How’s your year going? Even for the most optimistic among us, the upheaval and unrest of 2020 has been tough going. Between having the most pedestrian aspects of our lives upended by the pandemic, racial reckonings both at home and abroad, the increasingly present threat of global warming risking our entire species and planet, and the mayhem of US politics, it’s been hard to keep our chins up. But Edwina Throsby – the Opera House’s head of Talks & Ideas, and the curator of the venue’s annual Antidote festival – thinks there’s still hope.

“It’s not been an easy time for optimism lately, and I’m not the one to make predictions about whether the whole world can improve or not,” she tells Broadsheet. “What I am very hopeful for, however, is what 2020 has demonstrated about our ability to come together and take action when the stakes are high, and to look after each other when our whole way of life gets knocked sideways. If 2020 has any lasting legacy, it’s the knowledge that together, we can survive almost anything.”

And that’s what this year’s Antidote festival is all about – coming together to work out how we can make the world better. The one-day event, held at the Opera House on November 29, will see a small, thoughtfully chosen selection of speakers discuss collective challenges – from global climate catastrophe to the faltering of American democracy – and how we might be able to make them right.

“2020 has been such an astonishingly chaotic, tragic, transformative year,” says Throsby. “We have all gone through this major global existential crisis together, we’ve all been forced to think very deeply about our own lives and our shared future. So the major themes in Antidote this year came directly from there.

“We need to talk about race, class and inequality. We need to look at ways to address climate change, improve the places we live, and rethink our economic systems. The implosion of the United States this year is affecting the whole world. But at the same time, we need to celebrate our resilience, the fact that we humans are all pulling through this together, and that our communities have rarely been stronger.”

And, in a very real demonstration of how 2020 has changed our lives – and proving that even the world’s greatest minds have to use Zoom for work too – many of the guests will be dialling in via video link from around the globe.

American historian and staff writer at the New Yorker Jill Lepore will be joined by Damien Cave, the New York Times’ Australian bureau chief, to examine how the US has ended up in this state and what’s next for the 20th century’s most powerful empire.

If you need a dose of optimism, City of Sydney councillor and arts curator Jess Scully will chat with Dutch historian Rutger Bregman about the many good things happening around the world that offer cause to be cheerful. Such a Fun Age author Kiley Reid will unpack racism in all its insidious forms and how class structure ties into injustice, and explore ways of navigating conversations about social structures in an online environment.

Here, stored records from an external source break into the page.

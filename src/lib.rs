//! Average ambient temperature over a fixed set of openSenseMap senseBoxes,
//! exposed through a two-endpoint HTTP surface.
//!
//! The core is [`aggregator::Aggregator`]: it fetches every configured box
//! concurrently, extracts the first sensor matching the configured
//! phenomenon, drops measurements older than the freshness window, and
//! averages whatever survives. Individual boxes fail routinely — offline,
//! stale, malformed — and each failure is isolated to that box.

pub mod aggregator;
pub mod analysis;
pub mod config;
pub mod http;
pub mod ingest;
pub mod model;
pub mod stations;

Plus, Indigenous-architecture advocate Jefa Greenaway, climate-change social researcher Rebecca Huntley and economic journalist Jessica Irvine will offer their perspectives on how we can reshape our world, while the popular Queerstories LGBTQI+ storytelling event will return for another round.

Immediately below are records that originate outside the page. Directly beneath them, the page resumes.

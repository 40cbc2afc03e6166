//! Measurement analysis for the temperature service.
//!
//! Pure functions only — no I/O, no clock reads. The aggregator feeds
//! these from its fetch results.
//!
//! Submodules:
//! - `freshness` — timestamp parsing and the freshness cutoff policy.
//! - `average` — the order-independent numeric reduction.

pub mod average;
pub mod freshness;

As ever, a series of workshops will form part of Antidote’s program. Guests will be able to make their own terrariums, learn how to grow an edible garden on their balcony, pick up some words and phrases from the local Gadigal and Darug languages, and join a textile artist for a hooked rug-making workshop.

“One of the things I love about the workshops is that they’re an opportunity for strangers to come together,” says Throsby. “And think about what that means as we’re all just coming out of lockdown – the very idea that people will be able to gather together in a socially distanced and Covid-safe space, learn new skills and create new things, in actual person.”

Antidote will be one of the first events to take place at the Opera House, when it reopens in November for the first time since March. The venue is also welcoming back the Sydney Theatre Company to present its comedy Rules for Living, in-house fine diner Bennelong is hosting dining and performance experiences in partnership with the Sydney Symphony Orchestra and Australia Chamber Orchestra, and First Nations dance competition Dance Rites will also make a comeback.

Antidote will take place on November 29. Tickets go on sale at 9am this Friday, October 16.